Cervical Radicular Perforation: Case Report

Sponsor: Angelus
Author: Larissa de Andrade
Co-author: Clauber Romagnoli; Douglas Giordani Negreiros Cortez; Renato Interliche

RESUME
Patient I.N.A.A., 29 years old, female, came to the Escola De Ensino Educação Inteligente (EI Uningá – Londrina, Paraná) after being treated at a private clinic. The patient reported that a routine radiographic examination was performed, and the dentist identified a periapical lesion in tooth 11, in addition to darkening of its color. Endodontic treatment of the tooth was then proposed. At the same location, an attempt was made to access the pulp, but without success. She was referred for a CT scan (Figures 1A and 1B).

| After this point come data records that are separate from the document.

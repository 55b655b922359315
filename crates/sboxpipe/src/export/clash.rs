//! Clash document assembly: proxy-per-server plus proxy groups.
//!
//! Protocol adaptation is best-effort; servers Clash cannot express are
//! skipped with a warning instead of failing the export.

use serde_json::{Map, Value, json};

use sboxpipe_types::{ClientProfile, ExportFormat, ParsedServer, Protocol};

use crate::context::PipelineContext;
use crate::route::RoutingConfig;

use super::{ExportError, ExportOutcome, Exporter};

pub struct ClashExporter;

impl Exporter for ClashExporter {
    fn format(&self) -> ExportFormat {
        ExportFormat::Clash
    }

    fn export(
        &self,
        servers: &[ParsedServer],
        routing: &RoutingConfig,
        client: &ClientProfile,
        _ctx: &PipelineContext,
    ) -> Result<ExportOutcome, ExportError> {
        let excluded: Vec<String> = client
            .exclude_outbounds
            .iter()
            .map(|t| t.to_ascii_lowercase())
            .collect();

        let mut proxies: Vec<Value> = Vec::new();
        let mut names: Vec<String> = Vec::new();
        let mut warnings: Vec<String> = Vec::new();

        for server in servers {
            if server.protocol.is_virtual()
                || excluded.contains(&server.protocol.as_str().to_string())
            {
                continue;
            }
            match clash_proxy(server) {
                Some(proxy) => {
                    if let Some(name) = proxy.get("name").and_then(Value::as_str) {
                        names.push(name.to_string());
                    }
                    proxies.push(proxy);
                }
                None => warnings.push(format!(
                    "skipped {}: clash cannot express protocol {}",
                    server.tag.as_deref().unwrap_or(&server.address),
                    server.protocol
                )),
            }
        }

        if proxies.is_empty() {
            return Err(ExportError::Empty);
        }

        let final_target = if routing.final_outbound == "auto" || routing.needs_urltest {
            "auto"
        } else {
            "DIRECT"
        };

        let document = json!({
            "proxies": proxies,
            "proxy-groups": [
                {
                    "interval": 300,
                    "name": "auto",
                    "proxies": names,
                    "type": "url-test",
                    "url": "http://www.gstatic.com/generate_204",
                },
            ],
            "rules": [format!("MATCH,{final_target}")],
        });

        Ok(ExportOutcome {
            document,
            warnings,
        })
    }
}

/// Map one server into Clash proxy syntax; `None` for unsupported types.
fn clash_proxy(server: &ParsedServer) -> Option<Value> {
    let name = server
        .tag
        .clone()
        .unwrap_or_else(|| format!("{}-{}", server.protocol, server.address));

    let mut obj = Map::new();
    obj.insert("name".to_string(), Value::from(name));
    obj.insert("server".to_string(), Value::from(server.address.clone()));
    obj.insert("port".to_string(), Value::from(server.port));

    match server.protocol {
        Protocol::Shadowsocks => {
            obj.insert("type".to_string(), Value::from("ss"));
            let cipher = server
                .meta_str("method")
                .or_else(|| server.meta_str("cipher"))
                .unwrap_or("aes-256-gcm");
            obj.insert("cipher".to_string(), Value::from(cipher));
            copy_meta(server, &mut obj, &["password", "plugin"]);
        }
        Protocol::Vmess => {
            obj.insert("type".to_string(), Value::from("vmess"));
            if let Some(uuid) = server.meta_str("uuid") {
                obj.insert("uuid".to_string(), Value::from(uuid));
            }
            obj.insert(
                "alterId".to_string(),
                server.meta.get("aid").cloned().unwrap_or(Value::from(0)),
            );
            obj.insert("cipher".to_string(), Value::from("auto"));
        }
        Protocol::Vless => {
            obj.insert("type".to_string(), Value::from("vless"));
            copy_meta(server, &mut obj, &["uuid", "flow", "sni"]);
        }
        Protocol::Trojan => {
            obj.insert("type".to_string(), Value::from("trojan"));
            copy_meta(server, &mut obj, &["password", "sni"]);
        }
        Protocol::Http => {
            obj.insert("type".to_string(), Value::from("http"));
            copy_meta(server, &mut obj, &["username", "password"]);
        }
        Protocol::Socks => {
            obj.insert("type".to_string(), Value::from("socks5"));
            copy_meta(server, &mut obj, &["username", "password"]);
        }
        _ => return None,
    }
    Some(Value::Object(obj))
}

fn copy_meta(server: &ParsedServer, obj: &mut Map<String, Value>, keys: &[&str]) {
    for key in keys {
        if let Some(value) = server.meta.get(*key) {
            obj.insert((*key).to_string(), value.clone());
        }
    }
}

#[cfg(test)]
mod tests {
    use std::sync::Arc;

    use sboxpipe_types::{FullProfile, PipelineMode};

    use crate::route::{DefaultRouter, RoutingPlugin};

    use super::*;

    fn ctx() -> PipelineContext {
        PipelineContext::new(
            "https://example.com/sub",
            PipelineMode::Tolerant,
            Arc::new(FullProfile::named("t")),
        )
    }

    fn tagged(protocol: Protocol, address: &str, tag: &str) -> ParsedServer {
        let mut s = ParsedServer::new(protocol, address, 443);
        s.tag = Some(tag.to_string());
        s
    }

    #[test]
    fn supported_protocols_map_and_unsupported_warn() {
        let servers = vec![
            tagged(Protocol::Shadowsocks, "h1", "SS")
                .with_meta("method", Value::from("aes-256-gcm"))
                .with_meta("password", Value::from("pw")),
            tagged(Protocol::Tuic, "h2", "TU").with_meta("uuid", Value::from("u")),
        ];
        let routing = DefaultRouter.build(&servers, &[], None, PipelineMode::Tolerant);
        let outcome = ClashExporter
            .export(&servers, &routing, &ClientProfile::default(), &ctx())
            .expect("export");

        let proxies = outcome.document["proxies"].as_array().expect("proxies");
        assert_eq!(proxies.len(), 1);
        assert_eq!(proxies[0]["type"], "ss");
        assert_eq!(proxies[0]["cipher"], "aes-256-gcm");

        assert_eq!(outcome.warnings.len(), 1);
        assert!(outcome.warnings[0].contains("tuic"));
    }

    #[test]
    fn url_test_group_lists_all_proxies() {
        let servers = vec![
            tagged(Protocol::Trojan, "h1", "A").with_meta("password", Value::from("pw")),
            tagged(Protocol::Vmess, "h2", "B").with_meta("uuid", Value::from("u")),
        ];
        let routing = DefaultRouter.build(&servers, &[], None, PipelineMode::Tolerant);
        let outcome = ClashExporter
            .export(&servers, &routing, &ClientProfile::default(), &ctx())
            .expect("export");

        let group = &outcome.document["proxy-groups"][0];
        assert_eq!(group["type"], "url-test");
        assert_eq!(group["proxies"], json!(["A", "B"]));
        assert_eq!(outcome.document["rules"], json!(["MATCH,auto"]));
    }

    #[test]
    fn all_unsupported_is_an_empty_export() {
        let servers = vec![tagged(Protocol::Wireguard, "h", "WG")];
        let routing = DefaultRouter.build(&servers, &[], None, PipelineMode::Tolerant);
        let err = ClashExporter
            .export(&servers, &routing, &ClientProfile::default(), &ctx())
            .expect_err("must fail");
        assert!(matches!(err, ExportError::Empty));
    }
}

At the school clinic, access to the tooth was tried again, but due to the anatomical conditions of this tooth, perforation occurred (Figure 2). After controlling the bleeding in the region, the canal was accessed. Calcium hydroxide was placed as a temporary dressing.

In the second session, absolute isolation was achieved using a rubber dam. The area was irrigated with 2.5% sodium hypochlorite. The canal was located, instrumented, and filled with gutta-percha and Bio-C Sealer bioceramic cement (Angelus) (Figure 3A). The treatment was performed with the aid of an operating microscope to obtain magnification (Figure 3B).

After filling the root canal up to the perforation limit, a hemostatic sponge was placed in the perforation, and Bio-C Repair (Angelus) (Figure 4A) was inserted. A moistened sterile cotton ball and condenser were used to accommodate the cement inside the perforation with minimal pressure to prevent spillage. After sealing, a temporary restoration was performed with glass ionomer cement (Figure 4B). Following this, a follow-up appointment was scheduled for one month later (Figure 5).